Introduction to Reliable Distributed Programming

This book discusses distributed algorithms in the context of reliable application development. The algorithms are described intuitively and presented in pseudo-code as well. Even though this is an academic book, it is not too theoretical and is easy to follow. Theoretical complexity of the algorithms was for instance omitted on purpose.

The book presents the programming abstraction incrementally. It starts first with a recap of time abstractions and then builds a stack of algorithms in the following way: network and link abstractions, broadcast abstractions, shared memory abstractions, and consensus abstractions. The last chapter is about programming models used in real systems, for instance group communication or state machine replication.

If you are eager to learn how stuff work under the hood or want to have solid foundations to address reliable distributed programming, I recommend this book. I enjoyed reading it, but would have appreciated a bit more coverage of programming models in the last chapter.

97 Things Every Software Architect Should Know

This book is a collection of 97 articles, written by various authors, about software engineering and architecture. The articles are short (no more than 2 pages) and easy to read. Each one is focused on one principle.

The book is not a definitive receipe on how to conduct a project and be sucessful. It’s rather a set of – more or less generic – advices to think about: did I had similar experience? Should I remember this advice next time I start a project? Is this advice relevant in my position? etc.

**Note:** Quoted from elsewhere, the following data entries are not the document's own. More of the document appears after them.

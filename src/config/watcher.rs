//! Configuration file watcher for hot reload.
//!
//! Wraps a `notify` watcher on the single config path and turns raw
//! file-system events into [`WatchEvent`]s on a channel. Editors that save by
//! rename or delete-and-recreate detach the watch from the path, so the
//! watcher runs a small state machine:
//!
//! ```text
//! Watching ──(Renamed / Created)──▶ Resubscribing ──(watch re-added)──▶ Watching
//!                                        │    ▲
//!                                        └────┘ file still absent: retry later
//! ```

use std::path::{Path, PathBuf};
use std::time::Duration;

use notify::event::{EventKind, ModifyKind};
use notify::{Config, Event, RecommendedWatcher, RecursiveMode, Watcher};
use tokio::sync::mpsc;

/// Default pause after rename/create before the file is read again.
pub const DEFAULT_SETTLE_DELAY: Duration = Duration::from_millis(100);

/// Attempts made to re-register the watch before giving up.
const RESUBSCRIBE_ATTEMPTS: u32 = 10;

/// A change notification for the watched path.
#[derive(Debug, Clone, PartialEq, Eq)]
pub enum WatchEvent {
    /// Contents written in place.
    Modified,
    /// Moved away or removed; the watch must be re-registered.
    Renamed,
    /// (Re)created at the path; the watch must be re-registered.
    Created,
    /// The backend reported a transient error.
    Error(String),
}

impl WatchEvent {
    /// Map a raw `notify` event, dropping kinds that never change contents.
    pub fn classify(event: &Event) -> Option<Self> {
        match event.kind {
            EventKind::Modify(ModifyKind::Name(_)) => Some(WatchEvent::Renamed),
            EventKind::Modify(ModifyKind::Data(_)) | EventKind::Modify(ModifyKind::Any) => {
                Some(WatchEvent::Modified)
            }
            EventKind::Create(_) => Some(WatchEvent::Created),
            EventKind::Remove(_) => Some(WatchEvent::Renamed),
            _ => None,
        }
    }

    /// Whether the watch must be re-registered before reloading.
    pub fn needs_resubscribe(&self) -> bool {
        matches!(self, WatchEvent::Renamed | WatchEvent::Created)
    }
}

/// Error type for the watch subsystem. Never fatal to a running server.
#[derive(Debug, thiserror::Error)]
pub enum WatchError {
    #[error("file watcher error: {0}")]
    Notify(#[from] notify::Error),
    #[error("could not re-watch {} after {attempts} attempts", path.display())]
    Resubscribe { path: PathBuf, attempts: u32 },
}

/// Where the watcher is in its re-registration cycle.
#[derive(Debug, Clone, Copy, PartialEq, Eq)]
pub enum WatchState {
    Watching,
    Resubscribing,
}

/// A watcher that monitors the configuration file for changes.
pub struct ConfigWatcher {
    path: PathBuf,
    inner: RecommendedWatcher,
    settle: Duration,
    state: WatchState,
}

impl ConfigWatcher {
    /// Start watching `path`.
    ///
    /// Returns the watcher and a receiver for change notifications. The
    /// watcher must be kept alive for events to keep flowing.
    pub fn new(path: &Path) -> Result<(Self, mpsc::UnboundedReceiver<WatchEvent>), WatchError> {
        let (tx, rx) = mpsc::unbounded_channel();

        let inner = RecommendedWatcher::new(
            move |res: notify::Result<Event>| {
                let event = match res {
                    Ok(event) => WatchEvent::classify(&event),
                    Err(e) => Some(WatchEvent::Error(e.to_string())),
                };
                if let Some(event) = event {
                    let _ = tx.send(event);
                }
            },
            Config::default().with_poll_interval(Duration::from_secs(2)),
        )?;

        let mut watcher = Self {
            path: path.to_path_buf(),
            inner,
            settle: DEFAULT_SETTLE_DELAY,
            state: WatchState::Watching,
        };
        watcher.inner.watch(&watcher.path, RecursiveMode::NonRecursive)?;

        tracing::debug!(path = %watcher.path.display(), "Watching config file");
        Ok((watcher, rx))
    }

    /// Override the stabilization delay used around re-registration.
    pub fn with_settle_delay(mut self, settle: Duration) -> Self {
        self.settle = settle;
        self
    }

    pub fn path(&self) -> &Path {
        &self.path
    }

    pub fn state(&self) -> WatchState {
        self.state
    }

    pub fn settle_delay(&self) -> Duration {
        self.settle
    }

    /// Re-register the watch on the path after a rename or recreate.
    ///
    /// Waits the stabilization delay first, then retries a bounded number of
    /// times while the file is absent. If the file never shows up the
    /// watcher stays in `Resubscribing`; call [`try_resubscribe`] later.
    ///
    /// [`try_resubscribe`]: ConfigWatcher::try_resubscribe
    pub async fn resubscribe(&mut self) -> Result<(), WatchError> {
        self.state = WatchState::Resubscribing;
        tracing::debug!(path = %self.path.display(), "Re-registering config watch");

        // The old registration may already be gone with the old inode.
        let _ = self.inner.unwatch(&self.path);

        for attempt in 1..=RESUBSCRIBE_ATTEMPTS {
            tokio::time::sleep(self.settle).await;
            match self.inner.watch(&self.path, RecursiveMode::NonRecursive) {
                Ok(()) => {
                    tracing::debug!(path = %self.path.display(), attempt, "Watching config file");
                    self.state = WatchState::Watching;
                    return Ok(());
                }
                Err(e) => {
                    tracing::debug!(path = %self.path.display(), attempt, error = %e, "Config file not watchable yet");
                }
            }
        }

        Err(WatchError::Resubscribe {
            path: self.path.clone(),
            attempts: RESUBSCRIBE_ATTEMPTS,
        })
    }

    /// One immediate attempt to re-register a watch left in `Resubscribing`.
    ///
    /// Returns `Ok(true)` once the path is watched again, `Ok(false)` while
    /// the file is still absent.
    pub fn try_resubscribe(&mut self) -> Result<bool, WatchError> {
        if self.state == WatchState::Watching {
            return Ok(true);
        }

        if !self.path.exists() {
            return Ok(false);
        }

        match self.inner.watch(&self.path, RecursiveMode::NonRecursive) {
            Ok(()) => {
                tracing::info!(path = %self.path.display(), "Config file is back; watching again");
                self.state = WatchState::Watching;
                Ok(true)
            }
            Err(e) => Err(e.into()),
        }
    }
}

What is nice about the book is that it covers a wide spectrum of problems faced when building a piece of software.  There are not only reflexions about technology, but also communication issues, risk management, managing people motivation,  taste and opinions, the necessity of having a vision and a leader, etc. What matters utlimately is the delivery of a solution that addresses the real customer problems.

My top 10 favorites are:

“Perfect” is the Enemy of “Good Enough”

Great software is not built, it is grown

If there is only one solution, get a second opinion

Make sure the simple stuff is simple

Shortcuts now are paid back with interest later

Prefer principles, axioms and analogies to opinion and taste

Simplify essential complexity; diminish accidental complexity

Your system is legacy, design for it.